Ignite Day 3: Getting My Nerd On

Geek Speak


Aside from the expo hall, I spent a long day learning about the technical details of Windows Server 2016, Azure, Hyper-V and more. Microsoft has done an excellent job of providing speakers who are leaders or senior members of the product team and in several sessions they had a few others “on the bench”. These folks sat in the audience to ensure that questions were answered. In only one of the sessions did I hear, “I’ll need to get back to you.”

Windows Server 2016
As you can imagine, there are a ton of new features and improvements in the new version. It was released at the beginning of Ignite so if you manage servers, now is the time to get up to speed if you have not already.

As an architect of cloud solutions, I have been watching storage infrastructure evolve very rapidly. SANs ruled this space for years. Then in Windows Server 2012/2012 R2 we were able to deploy Storage Spaces and Scale Out File Servers (SOFS). With these technologies inexpensive disk shelves and converged networks dramatically reduced cost while improving speed and maintaining high availability.

Converged networks mean all traffic – storage and data – use the same network. Obviously this greatly simplifies the network architecture and increases reliability. RDMA (Remote Direct Memory Access) is also used to ensure speed of loading data from disk into memory. In addition, it also reduces CPU usage for storage access significantly.

Finally, disk technologies have improved with the advent of SSDs and NVMe. Although capacities have grown and SSD prices have fallen somewhat, these are still much more expensive than traditional hard disks.

So what’s new in this area of Windows Server 2016?

First of all, what I am about to describe is in Windows Server 2016 Datacenter edition. As always, be sure to check the features available in the particular edition you plan to deploy.

Server Storage Health
With Windows Server 2016, Microsoft has incorporated storage health monitoring and statistics into the Windows kernel. This makes it much more stable, less resource intensive and more comprehensive. There is a new set of storage health PowerShell commands to provide fast, easy access to a ton of data. Everything from the health of individual disks to average IOPS and latency across an entire storage pool.

One demo showed how some fairly simple PowerShell scripts could gather real-time data and then they used Graphana to create a web-based dashboard. You could use PowerBI or any other business intelligence tool of your choosing.

Demo

Hyper Convergence
Obviously health, monitoring and reporting is necessary and awesome. I mentioned “converged” networks earlier. So what is “hyper converged”? For those of us who work on high availability (that’s all of us, right?), this is making our job a lot easier.
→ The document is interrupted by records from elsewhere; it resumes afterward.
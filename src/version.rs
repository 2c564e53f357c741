// src/version.rs

//! RPM version comparison
//!
//! Implements the rpmvercmp segment comparison used to pick the newest
//! candidate among packages of the same name, and to evaluate versioned
//! requirements during the advisory dependency check.

use std::cmp::Ordering;
use std::fmt;

/// An epoch:version-release triple
#[derive(Debug, Clone, PartialEq, Eq, Hash)]
pub struct Evr {
    pub epoch: u32,
    pub version: String,
    pub release: String,
}

impl Evr {
    pub fn new(epoch: u32, version: impl Into<String>, release: impl Into<String>) -> Self {
        Self {
            epoch,
            version: version.into(),
            release: release.into(),
        }
    }

    /// Parse `[epoch:]version[-release]`
    ///
    /// A missing or unparsable epoch is treated as 0, a missing release as
    /// the empty string (which compares equal to any release when matching
    /// requirements).
    pub fn parse(s: &str) -> Self {
        let (epoch, rest) = match s.split_once(':') {
            Some((e, r)) => (e.parse().unwrap_or(0), r),
            None => (0, s),
        };
        let (version, release) = match rest.rsplit_once('-') {
            Some((v, r)) => (v, r),
            None => (rest, ""),
        };
        Self::new(epoch, version, release)
    }
}

impl fmt::Display for Evr {
    fn fmt(&self, f: &mut fmt::Formatter<'_>) -> fmt::Result {
        if self.epoch > 0 {
            write!(f, "{}:", self.epoch)?;
        }
        write!(f, "{}", self.version)?;
        if !self.release.is_empty() {
            write!(f, "-{}", self.release)?;
        }
        Ok(())
    }
}

impl Ord for Evr {
    fn cmp(&self, other: &Self) -> Ordering {
        self.epoch
            .cmp(&other.epoch)
            .then_with(|| rpmvercmp(&self.version, &other.version))
            .then_with(|| rpmvercmp(&self.release, &other.release))
    }
}

impl PartialOrd for Evr {
    fn partial_cmp(&self, other: &Self) -> Option<Ordering> {
        Some(self.cmp(other))
    }
}

/// Compare two version strings segment by segment, the way rpm does
///
/// Strings are split into alternating runs of digits and letters; other
/// characters only separate segments. Numeric segments compare numerically
/// and always sort newer than alphabetic ones. A `~` sorts before anything,
/// including the end of the string.
pub fn rpmvercmp(a: &str, b: &str) -> Ordering {
    if a == b {
        return Ordering::Equal;
    }

    let mut one = a.as_bytes();
    let mut two = b.as_bytes();

    loop {
        // Skip separators, but stop at tildes
        while let Some((&c, rest)) = one.split_first() {
            if c.is_ascii_alphanumeric() || c == b'~' {
                break;
            }
            one = rest;
        }
        while let Some((&c, rest)) = two.split_first() {
            if c.is_ascii_alphanumeric() || c == b'~' {
                break;
            }
            two = rest;
        }

        match (one.first(), two.first()) {
            (Some(b'~'), Some(b'~')) => {
                one = &one[1..];
                two = &two[1..];
                continue;
            }
            (Some(b'~'), _) => return Ordering::Less,
            (_, Some(b'~')) => return Ordering::Greater,
            _ => {}
        }

        if one.is_empty() || two.is_empty() {
            break;
        }

        let numeric = one[0].is_ascii_digit();
        let take = |s: &[u8]| -> usize {
            s.iter()
                .take_while(|c| {
                    if numeric {
                        c.is_ascii_digit()
                    } else {
                        c.is_ascii_alphabetic()
                    }
                })
                .count()
        };

        let len_one = take(one);
        let len_two = take(two);
        let (seg_one, rest_one) = one.split_at(len_one);
        let (seg_two, rest_two) = two.split_at(len_two);

        // Segments of different kinds: numeric is newer
        if seg_two.is_empty() {
            return if numeric {
                Ordering::Greater
            } else {
                Ordering::Less
            };
        }

        let ord = if numeric {
            let trim = |s: &[u8]| -> Vec<u8> {
                let start = s.iter().position(|&c| c != b'0').unwrap_or(s.len());
                s[start..].to_vec()
            };
            let n1 = trim(seg_one);
            let n2 = trim(seg_two);
            n1.len().cmp(&n2.len()).then_with(|| n1.cmp(&n2))
        } else {
            seg_one.cmp(seg_two)
        };

        if ord != Ordering::Equal {
            return ord;
        }

        one = rest_one;
        two = rest_two;
    }

    match (one.is_empty(), two.is_empty()) {
        (true, true) => Ordering::Equal,
        (true, false) => Ordering::Less,
        _ => Ordering::Greater,
    }
}

/// Comparison flag on a versioned requirement or provide
#[derive(Debug, Clone, Copy, PartialEq, Eq)]
pub enum Comparison {
    Lt,
    Le,
    Eq,
    Ge,
    Gt,
}

impl Comparison {
    /// Parse the repodata `flags` attribute (`LT`, `LE`, `EQ`, `GE`, `GT`)
    pub fn from_flags(flags: &str) -> Option<Self> {
        match flags {
            "LT" => Some(Self::Lt),
            "LE" => Some(Self::Le),
            "EQ" => Some(Self::Eq),
            "GE" => Some(Self::Ge),
            "GT" => Some(Self::Gt),
            _ => None,
        }
    }

    pub fn as_flags(&self) -> &'static str {
        match self {
            Self::Lt => "LT",
            Self::Le => "LE",
            Self::Eq => "EQ",
            Self::Ge => "GE",
            Self::Gt => "GT",
        }
    }

    /// Whether `candidate` satisfies `candidate <op> wanted`
    ///
    /// An empty release on `wanted` matches any release.
    pub fn satisfied_by(&self, candidate: &Evr, wanted: &Evr) -> bool {
        let ord = if wanted.release.is_empty() {
            candidate
                .epoch
                .cmp(&wanted.epoch)
                .then_with(|| rpmvercmp(&candidate.version, &wanted.version))
        } else {
            candidate.cmp(wanted)
        };
        match self {
            Self::Lt => ord == Ordering::Less,
            Self::Le => ord != Ordering::Greater,
            Self::Eq => ord == Ordering::Equal,
            Self::Ge => ord != Ordering::Less,
            Self::Gt => ord == Ordering::Greater,
        }
    }
}
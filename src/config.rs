// src/config.rs

//! Session and repository configuration
//!
//! Every recognized option is an explicit field with a default; unknown
//! keys are rejected when a configuration is deserialized.

use crate::backend::BackendKind;
use crate::error::{Error, Result};
use serde::{Deserialize, Serialize};
use std::fs;
use std::path::{Path, PathBuf};

fn default_true() -> bool {
    true
}

/// Configuration for one package-manager session
#[derive(Debug, Clone, Serialize, Deserialize)]
#[serde(deny_unknown_fields)]
pub struct SessionConfig {
    /// Package-manager family
    #[serde(default)]
    pub backend: BackendKind,

    /// Target architecture (host architecture if omitted)
    #[serde(default)]
    pub target_arch: Option<String>,

    /// Root of the filesystem being populated
    pub install_root: PathBuf,

    /// Directory holding downloaded packages and session scratch files
    pub cache_dir: PathBuf,

    /// Fail the run when the executor reports a non-zero result
    #[serde(default)]
    pub strict_mode: bool,

    /// Optional ceiling on the total installed size in bytes
    #[serde(default)]
    pub install_size_limit: Option<u64>,
}

impl SessionConfig {
    pub fn new(install_root: impl Into<PathBuf>, cache_dir: impl Into<PathBuf>) -> Self {
        Self {
            backend: BackendKind::default(),
            target_arch: None,
            install_root: install_root.into(),
            cache_dir: cache_dir.into(),
            strict_mode: false,
            install_size_limit: None,
        }
    }

    /// Load a session configuration from a JSON file
    pub fn from_file(path: &Path) -> Result<Self> {
        let content = fs::read_to_string(path)?;
        Self::from_json(&content)
    }

    /// Parse a session configuration from JSON text
    pub fn from_json(content: &str) -> Result<Self> {
        serde_json::from_str(content)
            .map_err(|e| Error::Configuration(format!("Invalid session configuration: {}", e)))
    }
}

/// Definition of one repository as supplied by the caller
#[derive(Debug, Clone, PartialEq, Eq, Serialize, Deserialize)]
#[serde(deny_unknown_fields)]
pub struct RepositoryConfig {
    /// Repository identifier
    pub name: String,

    /// Base URL template (`$basearch`/`$arch` allowed)
    #[serde(default)]
    pub baseurl: Option<String>,

    /// Mirror list URL template
    #[serde(default)]
    pub mirrorlist: Option<String>,

    /// Explicit proxy URL; the environment is consulted when absent
    #[serde(default)]
    pub proxy: Option<String>,

    #[serde(default)]
    pub proxy_username: Option<String>,

    #[serde(default)]
    pub proxy_password: Option<String>,

    /// Only packages matching one of these globs are indexed
    #[serde(default)]
    pub includepkgs: Vec<String>,

    /// Packages matching any of these globs are never indexed
    #[serde(default)]
    pub excludepkgs: Vec<String>,

    /// Verify the server's TLS certificate
    #[serde(default = "default_true")]
    pub ssl_verify: bool,

    /// Never reuse cached package files from this repository
    #[serde(default)]
    pub nocache: bool,

    /// Relative cost; cheaper repositories win ties
    #[serde(default)]
    pub cost: Option<u32>,

    /// Priority; lower values win ties
    #[serde(default)]
    pub priority: Option<u32>,

    #[serde(default = "default_true")]
    pub enabled: bool,
}

impl Default for RepositoryConfig {
    fn default() -> Self {
        Self {
            name: String::new(),
            baseurl: None,
            mirrorlist: None,
            proxy: None,
            proxy_username: None,
            proxy_password: None,
            includepkgs: Vec::new(),
            excludepkgs: Vec::new(),
            ssl_verify: true,
            nocache: false,
            cost: None,
            priority: None,
            enabled: true,
        }
    }
}

impl RepositoryConfig {
    /// Repository with a base URL and default options
    pub fn with_baseurl(name: impl Into<String>, baseurl: impl Into<String>) -> Self {
        Self {
            name: name.into(),
            baseurl: Some(baseurl.into()),
            ..Default::default()
        }
    }

    /// Repository with a mirror list and default options
    pub fn with_mirrorlist(name: impl Into<String>, mirrorlist: impl Into<String>) -> Self {
        Self {
            name: name.into(),
            mirrorlist: Some(mirrorlist.into()),
            ..Default::default()
        }
    }

    /// Parse a repository definition from JSON text
    pub fn from_json(content: &str) -> Result<Self> {
        serde_json::from_str(content).map_err(|e| {
            Error::Configuration(format!("Invalid repository configuration: {}", e))
        })
    }
}

#[cfg(test)]
mod tests {
    use super::*;

    #[test]
    fn test_session_config_defaults() {
        let config = SessionConfig::from_json(
            r#"{"install_root": "/mnt/image", "cache_dir": "/var/tmp/cache"}"#,
        )
        .unwrap();

        assert_eq!(config.backend, BackendKind::RpmMd);
        assert_eq!(config.install_root, PathBuf::from("/mnt/image"));
        assert!(!config.strict_mode);
        assert!(config.install_size_limit.is_none());
        assert!(config.target_arch.is_none());
    }

    #[test]
    fn test_session_config_rejects_unknown_keys() {
        let result = SessionConfig::from_json(
            r#"{"install_root": "/mnt", "cache_dir": "/tmp", "debuginfo": true}"#,
        );
        assert!(matches!(result, Err(Error::Configuration(_))));
    }

    #[test]
    fn test_repository_config_defaults() {
        let repo = RepositoryConfig::from_json(
            r#"{"name": "os", "baseurl": "http://example.com/$basearch/"}"#,
        )
        .unwrap();

        assert!(repo.ssl_verify);
        assert!(repo.enabled);
        assert!(!repo.nocache);
        assert!(repo.includepkgs.is_empty());
        assert_eq!(repo, RepositoryConfig::with_baseurl("os", "http://example.com/$basearch/"));
    }

    #[test]
    fn test_repository_config_struct_update_defaults() {
        let repo = RepositoryConfig {
            name: "x".to_string(),
            baseurl: Some("https://example.com/x/".to_string()),
            ..Default::default()
        };
        assert!(repo.ssl_verify);
        assert!(repo.enabled);

        let parsed = RepositoryConfig::from_json(r#"{"name": "x"}"#).unwrap();
        assert_eq!(parsed, RepositoryConfig {
            name: "x".to_string(),
            ..Default::default()
        });
    }

    #[test]
    fn test_repository_config_rejects_unknown_keys() {
        let result = RepositoryConfig::from_json(
            r#"{"name": "os", "baseurl": "http://x/", "gpgkey": "file:///key"}"#,
        );
        assert!(matches!(result, Err(Error::Configuration(_))));
    }

    #[test]
    fn test_session_config_from_file() {
        let dir = tempfile::tempdir().unwrap();
        let path = dir.path().join("session.json");
        std::fs::write(
            &path,
            r#"{"backend": "yum", "install_root": "/mnt", "cache_dir": "/tmp/c",
                "strict_mode": true, "install_size_limit": 1048576, "target_arch": "armv7hl"}"#,
        )
        .unwrap();

        let config = SessionConfig::from_file(&path).unwrap();
        assert!(config.strict_mode);
        assert_eq!(config.install_size_limit, Some(1_048_576));
        assert_eq!(config.target_arch.as_deref(), Some("armv7hl"));
    }
}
Hyper converged means that all resources are on all servers (computer, storage and network).

One of the effects of this is we no longer have to have a separate storage platform (e.g. SAN or SOFS). We can build a set of identical servers – same RAM, same CPU and a bunch of local storage. Then we can use these servers to provide highly available services (e.g. VMs) without anything else (except for some network switches).

Using Storage Spaces Direct (S2D) and RDMA, Server B has direct, high-speed, access to storage on Server A. This not only simplifies the design and deployment but it also lowers our cost. At the same time other storage features dramatically improve performance and further lower disk hardware cost.

Storage Design
RAID1, RAID5, RAID6, etc. have been around for years. There are tradeoffs between speed and storage efficiency. Storage efficiency is the capacity available vs. the raw disk capacity. RAID1 is fastest but at a cost of 50% - two disks gets you the capacity of one and a three disk mirror gets you 33%.

No longer do we need to have the disks all in the same chassis. What? With the advancements in storage networking I described, now the disks can reside in different servers/chassis and still make up a redundancy set. Again, this means we don’t need fancy cables – it goes over Ethernet, nor do we need shared storage busses.

You can set this up on as few as two servers. It scales all the way up to 16 servers and more than 400 disks. That enables over 3 PetaBytes (PB) in a single cluster! These high performance and highly available designs do require some flash drives for caching (SSD or NVMe). This is the only way to ensure the kind of IOPS we need. In fact, Microsoft is setting world records for IOPS and storage throughput. Their maximum to date is 6,000,000 IOPS (100% 4k Read, N = 16, 4 X P3700 NVMe / Node, Intel Xeon E5 2699v4, Chelsio 40 GbE). If you are not familiar with NVMe and maximum IOPS and throughput are critical for your workloads, look them up. Yes, they are more expensive per GB than SSD but they are much cheaper per IOP by more than 50%.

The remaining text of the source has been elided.